◆ **Exercise**
If a line in the entries below includes the string "unrecognised", copy it out.

Saved entries:

=== Section Start ===

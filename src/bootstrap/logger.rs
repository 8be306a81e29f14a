//! Logging initialisation via tracing-subscriber.
//!
//! Call [`init`] once at startup, after the effective level is resolved.

use std::path::Path;

use tracing::level_filters::LevelFilter;
use tracing_subscriber::EnvFilter;
use tracing_subscriber::fmt::writer::BoxMakeWriter;

use crate::core::error::AppError;

/// Initialise the global tracing subscriber.
///
/// `level` accepts standard level strings or a full `EnvFilter` directive
/// such as `"info,nexus_loader::loader=debug"`.
///
/// If `prefer_level` is `true` (a level was forced on the command line),
/// `level` wins and `RUST_LOG` is only the fallback. Otherwise `RUST_LOG`
/// wins and `level` is the fallback.
pub fn init(level: &str, prefer_level: bool, log_file: Option<&Path>) -> Result<(), AppError> {
    let filter = if prefer_level {
        match EnvFilter::try_new(level) {
            Ok(filter) => filter,
            Err(level_err) => EnvFilter::try_from_default_env().map_err(|env_err| {
                AppError::Logger(format!(
                    "invalid log level '{level}': {level_err}; RUST_LOG parse failed: {env_err}"
                ))
            })?,
        }
    } else {
        EnvFilter::try_from_default_env()
            .or_else(|_| EnvFilter::try_new(level))
            .map_err(|e| AppError::Logger(format!("invalid log level '{level}': {e}")))?
    };

    let writer = match log_file {
        Some(path) => {
            let file = std::fs::OpenOptions::new()
                .create(true)
                .append(true)
                .open(path)
                .map_err(|e| {
                    AppError::Logger(format!("failed to open log file '{}': {e}", path.display()))
                })?;
            BoxMakeWriter::new(std::sync::Mutex::new(file))
        }
        None => BoxMakeWriter::new(std::io::stderr),
    };

    tracing_subscriber::fmt()
        .with_env_filter(filter)
        .with_writer(writer)
        .with_ansi(log_file.is_none())
        .try_init()
        .map_err(|e| AppError::Logger(format!("failed to set subscriber: {e}")))?;

    Ok(())
}

/// Parse a log level string into a [`LevelFilter`], returning an error on
/// unrecognised values.
pub fn parse_level(level: &str) -> Result<LevelFilter, AppError> {
    if level.is_empty() {
        return Err(AppError::Logger("log level must not be empty".into()));
    }
    level
        .parse::<LevelFilter>()
        .map_err(|_| AppError::Logger(format!("unrecognised log level: '{level}'")))
}

/// Map a count of `-v` flags to a level override.
///
///   -v → warn, -vv → info, -vvv → debug, -vvvv+ → trace
pub fn level_for_verbosity(verbosity: u8) -> Option<&'static str> {
    match verbosity {
        0 => None,
        1 => Some("warn"),
        2 => Some("info"),
        3 => Some("debug"),
        _ => Some("trace"),
    }
}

=== Section End ===

◆ **Answer below**
/// unrecognised values.
        .map_err(|_| AppError::Logger(format!("unrecognised log level: '{level}'")))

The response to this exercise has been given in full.